Source : Merenda, A. et al., Un protocole pour l’inactivation de plusieurs gènes dans les organoïdes de l’intestin grêle de souris à l’aide d’un concatémère CRISPR. J. Vis. Exp. (2017).

Cette vidéo décrit une technique d’inactivation de gènes utilisant un concatéreur CRISPR pour inactiver simultanément plusieurs gènes dans des cellules organoïdes intestinales de souris en culture. Cette méthode est utilisée pour éliminer un gène malade et pour élucider la fonction d’un gène et de ses paramètres.

Protocol

1. Conception d’ARNg pour le vecteur concatéreur CRISPR

REMARQUE : L’objectif de cette section est d’expliquer comment opter pour la meilleure stratégie de ciblage et comment concevoir des ARNg contenant des surplombs spécifiques pour le vecteur CRISPR-concatemer.

1. Concevez des ARNg contre les gènes d’intérêt à l’aide d’un outil de conception d’ARNg CRISPR de votre choix.
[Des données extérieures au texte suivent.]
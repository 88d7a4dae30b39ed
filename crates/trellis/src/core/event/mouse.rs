//! Mouse input primitives.

use crate::{event::key, geom::Point};

bitflags::bitflags! {
    /// Mouse buttons held during an event.
    #[derive(Debug, Clone, Copy, PartialEq, Eq, Hash, Default)]
    pub struct Buttons: u8 {
        /// Primary (left) button.
        const LEFT = 0x01;
        /// Secondary (right) button.
        const RIGHT = 0x02;
        /// Middle button.
        const MIDDLE = 0x04;
    }
}

/// Mouse action kinds.
#[derive(Debug, PartialEq, Eq, Clone, Copy, Hash)]
pub enum Action {
    /// A button was pressed.
    Down,
    /// A button was released.
    Up,
    /// The pointer moved, with or without buttons held.
    Move,
    /// A button is being held still; repeated by the driver.
    Auto,
    /// The wheel turned upward.
    WheelUp,
    /// The wheel turned downward.
    WheelDown,
}

/// A mouse event in screen coordinates.
#[derive(Debug, Clone, Copy, PartialEq, Eq, Hash)]
pub struct MouseEvent {
    /// What happened.
    pub action: Action,
    /// Buttons held, or the button that changed for `Down`/`Up`.
    pub buttons: Buttons,
    /// Pointer position in global (root) coordinates.
    pub location: Point,
    /// Set on the second press of a double click.
    pub double: bool,
    /// Keyboard modifiers.
    pub modifiers: key::Mods,
}

impl MouseEvent {
    /// A press of the given buttons at a global location.
    pub fn down(buttons: Buttons, location: impl Into<Point>) -> Self {
        Self {
            action: Action::Down,
            buttons,
            location: location.into(),
            double: false,
            modifiers: key::Mods::NONE,
        }
    }

    /// A press of the primary button at a global location.
    pub fn click(location: impl Into<Point>) -> Self {
        Self::down(Buttons::LEFT, location)
    }

    /// The same event with a different action.
    pub fn with_action(mut self, action: Action) -> Self {
        self.action = action;
        self
    }

    /// Is this a press of the primary button?
    pub fn is_primary_down(&self) -> bool {
        self.action == Action::Down && self.buttons.contains(Buttons::LEFT)
    }
}
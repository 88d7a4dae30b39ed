//! Integration tests for clipping, exposure, palettes and screen output.

#[cfg(test)]
mod tests {
    use pretty_assertions::assert_eq;
    use trellis::{
        backend::CursorState,
        error::Result,
        prelude::*,
        testing::harness::Harness,
    };

    /// Fills itself with the last character it was sent and redraws.
    #[derive(Debug)]
    struct Stamp {
        ch: char,
    }

    impl ViewKind for Stamp {
        fn options(&self) -> Options {
            Options::SELECTABLE
        }

        fn draw(&self, canvas: &mut Canvas, ctx: &DrawContext<'_>) {
            canvas.fill(canvas.area(), Cell::new(self.ch, ctx.color(1)));
        }

        fn handle_event(&mut self, ctx: &mut Ctx<'_>, event: &mut Event) -> Result<()> {
            if let Some(c) = event.as_key().and_then(|k| k.char()) {
                self.ch = c;
                ctx.draw()?;
                event.clear();
            }
            Ok(())
        }
    }

    fn row(h: &Harness, y: i32) -> String {
        h.capture().row_text(y).trim_end().to_string()
    }

    #[test]
    fn views_paint_in_z_order() -> Result<()> {
        let mut h = Harness::new(20, 5);
        let root = h.root();
        h.leaf(root, Rect::new(0, 0, 5, 2), h.probe("a").fill('a'))?;
        let b = h.leaf(root, Rect::new(3, 1, 5, 2), h.probe("b").fill('b'))?;

        assert_eq!(row(&h, 0), "aaaaa");
        assert_eq!(row(&h, 1), "aaabbbbb");
        assert_eq!(row(&h, 2), "   bbbbb");
        assert_eq!(
            h.capture().cell(0, 0),
            Some(Cell::new('a', Attr(0x71)))
        );

        h.core.hide(b)?;
        assert_eq!(row(&h, 1), "aaaaa");
        assert_eq!(row(&h, 2), "");
        Ok(())
    }

    #[test]
    fn occluded_cells_are_never_written() -> Result<()> {
        let mut h = Harness::new(20, 5);
        let root = h.root();
        let a = h.leaf(root, Rect::new(0, 0, 5, 2), h.probe("a").fill('a'))?;
        h.leaf(root, Rect::new(3, 1, 5, 2), h.probe("b").fill('b'))?;
        h.capture().clear_log();

        h.core.draw_view(a)?;
        let touched = h.capture().touched();
        assert_eq!(touched.len(), 8);
        assert!(!touched.contains(&Point::new(3, 1)));
        assert!(!touched.contains(&Point::new(4, 1)));
        assert_eq!(row(&h, 1), "aaabbbbb");

        assert_eq!(h.core.visible_region(a).area(), 8);
        Ok(())
    }

    #[test]
    fn children_are_clipped_to_owner() -> Result<()> {
        let mut h = Harness::new(20, 5);
        let root = h.root();
        let g = h.group(root, Rect::new(2, 1, 4, 2), PlainGroup::new())?;
        h.leaf(g, Rect::new(-1, 0, 10, 5), h.probe("wide").fill('w'))?;

        assert_eq!(row(&h, 0), "");
        assert_eq!(row(&h, 1), "  wwww");
        assert_eq!(row(&h, 2), "  wwww");
        assert_eq!(row(&h, 3), "");
        Ok(())
    }

    #[test]
    fn huge_views_render_only_what_shows() -> Result<()> {
        let mut h = Harness::new(20, 5);
        let root = h.root();
        let big = h.leaf(root, Rect::new(-100, -100, 70_000, 70_000), h.probe("big").fill('x'))?;
        assert_eq!(h.capture().row_text(0), "x".repeat(20));
        assert_eq!(h.capture().row_text(4), "x".repeat(20));

        h.core.redraw_rect(root, Rect::new(5, 1, 3, 2))?;
        assert_eq!(h.capture().row_text(2), "x".repeat(20));
        assert!(h.core.node(big).is_some_and(|n| n.bounds().size().area() == 4_900_000_000));
        Ok(())
    }

    #[test]
    fn exposure() -> Result<()> {
        let mut h = Harness::new(20, 5);
        let root = h.root();
        let a = h.leaf(root, Rect::new(0, 0, 5, 2), PlainView::new())?;
        assert!(h.core.get_state(a, State::EXPOSED));
        assert!(h.core.exposed(a));

        let cover = h.leaf(root, Rect::new(0, 0, 10, 5), PlainView::new())?;
        assert!(h.core.get_state(a, State::EXPOSED));
        assert!(!h.core.exposed(a));
        h.core.hide(cover)?;
        assert!(h.core.exposed(a));

        h.core.hide(a)?;
        assert!(!h.core.get_state(a, State::EXPOSED));
        assert!(!h.core.exposed(a));

        let g = h.core.add_group(Rect::new(0, 0, 10, 5), PlainGroup::new());
        let inner = h.core.add(Rect::new(0, 0, 2, 2), PlainView::new());
        h.core.insert(g, inner)?;
        assert!(!h.core.get_state(inner, State::EXPOSED));
        h.core.insert(root, g)?;
        assert!(h.core.get_state(inner, State::EXPOSED));
        assert!(h.core.exposed(inner));
        h.core.remove(root, g)?;
        assert!(!h.core.get_state(inner, State::EXPOSED));
        Ok(())
    }

    #[test]
    fn unexposed_views_are_not_drawn() -> Result<()> {
        let mut h = Harness::new(20, 5);
        let g = h.core.add_group(Rect::new(0, 0, 10, 5), PlainGroup::new());
        h.capture().clear_log();
        let probe = h.probe("x").fill('x');
        let inner = h.core.add(Rect::new(0, 0, 2, 2), probe);
        h.core.insert(g, inner)?;
        h.core.draw_view(inner)?;
        assert_eq!(h.capture().write_count(), 0);
        Ok(())
    }

    #[test]
    fn lock_coalesces_draws() -> Result<()> {
        let mut h = Harness::new(20, 5);
        let root = h.root();
        let g = h.group(root, Rect::new(0, 0, 10, 3), PlainGroup::new())?;
        let a = h.leaf(g, Rect::new(0, 0, 3, 1), h.probe("a").fill('a'))?;
        h.capture().clear_log();

        h.core.lock(g)?;
        h.core.lock(g)?;
        for _ in 0..3 {
            h.core.draw_view(a)?;
        }
        h.leaf(g, Rect::new(0, 1, 3, 1), h.probe("b").fill('b'))?;
        h.core.unlock(g)?;
        assert_eq!(h.capture().write_count(), 0);
        assert_eq!(h.core.node(g).map(|n| n.lock_count()), Some(1));
        h.core.unlock(g)?;
        assert_eq!(h.capture().write_count(), 1);
        assert_eq!(row(&h, 1), "bbb");
        Ok(())
    }

    #[test]
    fn inner_lock_defers_to_outer() -> Result<()> {
        let mut h = Harness::new(20, 5);
        let root = h.root();
        let g = h.group(root, Rect::new(0, 0, 10, 3), PlainGroup::new())?;
        let a = h.leaf(g, Rect::new(0, 0, 3, 1), h.probe("a").fill('a'))?;
        h.capture().clear_log();

        h.core.locked(root, |core| {
            core.locked(g, |core| core.draw_view(a))?;
            core.draw_view(a)
        })?;
        assert_eq!(h.capture().write_count(), 1);
        assert_eq!(h.core.node(root).map(|n| n.lock_count()), Some(0));
        Ok(())
    }

    #[test]
    fn buffered_group_caches_until_a_child_draws() -> Result<()> {
        let mut h = Harness::new(20, 5);
        let root = h.root();
        let g = h.group(
            root,
            Rect::new(0, 0, 10, 3),
            PlainGroup::new().with_options(Options::BUFFERED),
        )?;
        let a = h.leaf(g, Rect::new(0, 0, 3, 1), h.probe("a").fill('a'))?;

        h.core.redraw(g)?;
        assert!(h.core.node(g).is_some_and(|n| n.has_buffer()));
        let cached = h.core.render(g)?;
        assert_eq!(cached.row_text(0).trim_end(), "aaa");

        h.core.draw_view(a)?;
        assert!(!h.core.node(g).is_some_and(|n| n.has_buffer()));
        h.core.draw_view(g)?;
        assert!(h.core.node(g).is_some_and(|n| n.has_buffer()));
        h.core.hide(a)?;
        assert!(!h.core.node(g).is_some_and(|n| n.has_buffer()));
        Ok(())
    }

    #[test]
    fn shadows_tint_the_cells_behind() -> Result<()> {
        let mut h = Harness::new(20, 5);
        let root = h.root();
        let v = h.leaf(root, Rect::new(2, 1, 4, 2), h.probe("s").fill('s'))?;
        h.core.set_state(v, State::SHADOW, true)?;

        let cap = h.capture();
        assert_eq!(cap.cell(6, 2).map(|c| c.attr), Some(Attr::SHADOW));
        assert_eq!(cap.cell(7, 3).map(|c| c.attr), Some(Attr::SHADOW));
        assert_eq!(cap.cell(4, 3).map(|c| c.attr), Some(Attr::SHADOW));
        assert_ne!(cap.cell(6, 1).map(|c| c.attr), Some(Attr::SHADOW));
        assert_ne!(cap.cell(2, 3).map(|c| c.attr), Some(Attr::SHADOW));
        drop(cap);

        h.core.set_state(v, State::SHADOW, false)?;
        assert_ne!(h.capture().cell(6, 2).map(|c| c.attr), Some(Attr::SHADOW));
        Ok(())
    }

    #[test]
    fn palette_chain_resolution() -> Result<()> {
        let mut h = Harness::new(20, 5);
        let root = h.root();
        let g = h.group(
            root,
            Rect::new(0, 0, 10, 3),
            h.probe("g").with_palette(Some(Palette::new([5, 6, 7]))),
        )?;
        let v = h.leaf(
            g,
            Rect::new(0, 0, 3, 1),
            h.probe("v").with_palette(Some(Palette::new([3, 0]))),
        )?;

        assert_eq!(h.core.get_color(v, 1), Attr(0x24));
        assert_eq!(h.core.get_color(g, 1), Attr(0x20));
        assert_eq!(h.core.get_color(root, 1), Attr(0x71));
        assert_eq!(h.core.get_color(v, 0), Attr::ERROR);
        assert_eq!(h.core.get_color(v, 2), Attr::ERROR);
        assert_eq!(h.core.get_color(v, 3), Attr::ERROR);
        assert_eq!(h.core.get_color(g, 4), Attr::ERROR);

        h.core.set_palette(g, Some(Palette::transparent()))?;
        assert_eq!(h.core.get_color(v, 1), Attr(0x78));
        h.core.set_palette(g, None)?;
        assert_eq!(h.core.get_color(v, 1), Attr::ERROR);
        assert_eq!(h.capture().cell(0, 0).map(|c| c.attr), Some(Attr::ERROR));
        Ok(())
    }

    #[test]
    fn palette_schemes() -> Result<()> {
        let h = Harness::with_config(Config::default().with_palette(PaletteScheme::Custom(
            Palette::new([0x1e, 0x2f]),
        )));
        let root = h.root();
        assert_eq!(h.core.get_color(root, 2), Attr(0x2f));
        assert_eq!(h.core.get_color(root, 3), Attr::ERROR);
        Ok(())
    }

    #[test]
    fn cursor_follows_the_focused_view() -> Result<()> {
        let mut h = Harness::new(20, 5);
        let root = h.root();
        let v = h.leaf(root, Rect::new(2, 2, 5, 1), h.probe("edit").selectable())?;
        assert_eq!(h.capture().cursor(), None);

        h.core.show_cursor(v)?;
        assert_eq!(
            h.capture().cursor(),
            Some(CursorState { position: Point::new(2, 2), block: false })
        );
        h.core.set_cursor(v, (1, 0))?;
        h.core.block_cursor(v)?;
        assert_eq!(
            h.capture().cursor(),
            Some(CursorState { position: Point::new(3, 2), block: true })
        );

        h.core.set_cursor(v, (9, 0))?;
        assert_eq!(h.capture().cursor(), None);
        h.core.set_cursor(v, (0, 0))?;
        h.leaf(root, Rect::new(0, 0, 10, 5), PlainView::new())?;
        assert_eq!(h.capture().cursor(), None);
        Ok(())
    }

    #[test]
    fn draw_from_a_handler_is_flushed() -> Result<()> {
        let mut h = Harness::new(20, 5);
        let root = h.root();
        let v = h.leaf(root, Rect::new(0, 0, 4, 1), Stamp { ch: '.' })?;
        assert_eq!(row(&h, 0), "....");

        let left = h.send(Event::key('z'))?;
        assert!(left.is_nothing());
        assert_eq!(row(&h, 0), "zzzz");
        assert_eq!(h.core.kind::<Stamp>(v).map(|s| s.ch), Some('z'));
        Ok(())
    }

    #[test]
    fn resize_redraws_root() -> Result<()> {
        let mut h = Harness::new(20, 5);
        let root = h.root();
        h.leaf(root, Rect::new(0, 0, 3, 1), h.probe("a").fill('a'))?;
        h.capture().clear_log();
        h.core.change_bounds(root, Rect::new(0, 0, 10, 3))?;
        assert_eq!(h.core.size(), Expanse::new(10, 3));
        assert!(h.capture().write_count() > 0);
        assert_eq!(row(&h, 0), "aaa");
        Ok(())
    }
}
Voir la table des matériaux pour un exemple.
   note: Lorsque l’on cible une paire de gènes paralogues, bien qu’il soit possible de concevoir un ARNg par gène, il est conseillé de concevoir deux ARNg par gène pour augmenter les chances d’obtenir un double knock-out (Figure 1).
2. Assurez-vous que les ARNg ne contiennent pas le site de reconnaissance BbsI à l’aide d’un outil de cartographie de restriction (voir le tableau des matériaux pour un exemple).
3. Ajoutez des surplombs vectoriels CRISPR-concatemer spécifiques à chaque oligo, comme indiqué dans le tableau 1.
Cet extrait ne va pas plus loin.